Née le 20 septembre 2006 à Bafoussam, elle découvre le volley sur les terrains poussiéreux du lycée bilingue de la ville. Elle y apprend le premier geste, la première manchette, la première montée au filet. Très vite, elle accompagne « les grandes » en compétition ; elle observe, elle absorbe, elle imite. Puis elle s’impose.
2018 marque son véritable passage à l’échelle nationale : championne du Cameroun en catégorie cadette avec les Brandy.

L’année suivante, elle découvre la sélection nationale. Stage brillant, mais liste finale sans son nom. Premier choc. « Papa m’a dit : concentre-toi sur le probatoire, tu seras libre après avoir ton bac », raconte-t-elle. Et papa, c’était Tongtong Siewe Emile, légende du volley-ball camerounais, entraîneur, modèle, et phare de sa carrière.
Elle passe le probatoire. Puis une nouvelle liste tombe en 2020 : encore non retenue. Prétexte : « trop petite ».
Elle pleure. Papa répond : « Tout ce que Dieu fait est bon ».

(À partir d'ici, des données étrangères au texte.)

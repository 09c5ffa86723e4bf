use std::f64::consts::PI;

use web_sys::CanvasRenderingContext2d;

use super::state::{HANDLE_RADIUS, MindMapState, handle_center, node_size};
use super::types::Node;

const CONNECTOR_COLOR: &str = "#4F46E5";
const RING_COLOR: &str = "#3B82F6";
const CORNER_RADIUS: f64 = 8.0;

/// Quadratic connector from a parent to a child.
#[derive(Clone, Copy, Debug, PartialEq)]
pub struct Connector {
	pub start: (f64, f64),
	pub control: (f64, f64),
	pub end: (f64, f64),
}

pub fn connector(parent: &Node, child: &Node) -> Connector {
	let (sx, sy, ex, ey) = (parent.x, parent.y, child.x, child.y);
	Connector {
		start: (sx, sy),
		control: (sx + (ex - sx) * 0.5, sy + (ey - sy) * 0.5),
		end: (ex, ey),
	}
}

pub fn render(state: &MindMapState, ctx: &CanvasRenderingContext2d) {
	draw_background(state, ctx);
	let view = state.viewport.state;
	ctx.save();
	let _ = ctx.translate(view.offset_x, view.offset_y);
	let _ = ctx.scale(view.scale, view.scale);
	draw_connectors(state, ctx);
	draw_nodes(state, ctx);
	ctx.restore();
}

fn draw_background(state: &MindMapState, ctx: &CanvasRenderingContext2d) {
	let gradient = ctx.create_linear_gradient(0.0, 0.0, state.width, state.height);
	let _ = gradient.add_color_stop(0.0, "#EFF6FF");
	let _ = gradient.add_color_stop(1.0, "#EEF2FF");
	#[allow(deprecated)]
	ctx.set_fill_style(&gradient);
	ctx.fill_rect(0.0, 0.0, state.width, state.height);
}

fn draw_connectors(state: &MindMapState, ctx: &CanvasRenderingContext2d) {
	ctx.set_stroke_style_str(CONNECTOR_COLOR);
	ctx.set_line_width(2.0);
	for (parent, child) in state.store.edges() {
		let c = connector(parent, child);
		ctx.begin_path();
		ctx.move_to(c.start.0, c.start.1);
		ctx.quadratic_curve_to(c.control.0, c.control.1, c.end.0, c.end.1);
		ctx.stroke();
	}
}

fn rounded_rect(ctx: &CanvasRenderingContext2d, x: f64, y: f64, w: f64, h: f64, r: f64) {
	ctx.begin_path();
	ctx.move_to(x + r, y);
	let _ = ctx.arc_to(x + w, y, x + w, y + h, r);
	let _ = ctx.arc_to(x + w, y + h, x, y + h, r);
	let _ = ctx.arc_to(x, y + h, x, y, r);
	let _ = ctx.arc_to(x, y, x + w, y, r);
	ctx.close_path();
}

fn draw_nodes(state: &MindMapState, ctx: &CanvasRenderingContext2d) {
	let k = state.viewport.state.scale;
	ctx.set_font("15px sans-serif");
	ctx.set_text_align("center");
	ctx.set_text_baseline("middle");

	for (id, node) in state.store.iter() {
		let (w, h) = node_size(&node.text);
		let (left, top) = (node.x - w / 2.0, node.y - h / 2.0);
		let selected = state.selected == Some(id);

		ctx.set_global_alpha(if state.is_dragging(id) { 0.5 } else { 1.0 });

		// Card with a soft drop shadow; the shadow is reset before the ring.
		ctx.set_shadow_color("rgba(15, 23, 42, 0.15)");
		ctx.set_shadow_blur(if state.hovered == Some(id) { 14.0 } else { 8.0 });
		ctx.set_shadow_offset_y(2.0);
		rounded_rect(ctx, left, top, w, h, CORNER_RADIUS);
		ctx.set_fill_style_str("#FFFFFF");
		ctx.fill();
		ctx.set_shadow_color("transparent");
		ctx.set_shadow_blur(0.0);
		ctx.set_shadow_offset_y(0.0);

		if selected {
			rounded_rect(ctx, left - 2.0, top - 2.0, w + 4.0, h + 4.0, CORNER_RADIUS + 2.0);
			ctx.set_stroke_style_str(RING_COLOR);
			ctx.set_line_width(2.0);
			ctx.stroke();
		}

		if state.editing != Some(id) {
			ctx.set_fill_style_str("#0F172A");
			let _ = ctx.fill_text_with_max_width(&node.text, node.x, node.y, w - 16.0);
		}

		if selected || state.hovered == Some(id) {
			draw_handle(ctx, node, k);
		}
		ctx.set_global_alpha(1.0);
	}
}

fn draw_handle(ctx: &CanvasRenderingContext2d, node: &Node, k: f64) {
	let (x, y) = handle_center(node);
	ctx.begin_path();
	let _ = ctx.arc(x, y, HANDLE_RADIUS, 0.0, 2.0 * PI);
	ctx.set_fill_style_str(RING_COLOR);
	ctx.fill();

	let arm = HANDLE_RADIUS * 0.5;
	ctx.begin_path();
	ctx.move_to(x - arm, y);
	ctx.line_to(x + arm, y);
	ctx.move_to(x, y - arm);
	ctx.line_to(x, y + arm);
	ctx.set_stroke_style_str("#FFFFFF");
	ctx.set_line_width(2.0 / k.max(0.5));
	ctx.stroke();
}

Elle se relève. Et elle travaille.
Travaille son timing d’attaque, sa lecture défensive, sa gestion des trajectoires rapides, son stabilisateur de réception, son toucher de balle. Elle apprend à compenser la taille par l’explosivité, à transformer chaque saut en argument, chaque défense en signal.
À 16 ans, elle décroche son baccalauréat. Deux jours plus tard, elle est appelée pour la CAN 2020.
Stage réussi. Liste validée. Elle court annoncer la nouvelle à son père. Il sourit. Il sait déjà.

Mais il ne part pas avec l’équipe. Problèmes de santé. Le début d’un combat qu’elle ne comprendra que plus tard.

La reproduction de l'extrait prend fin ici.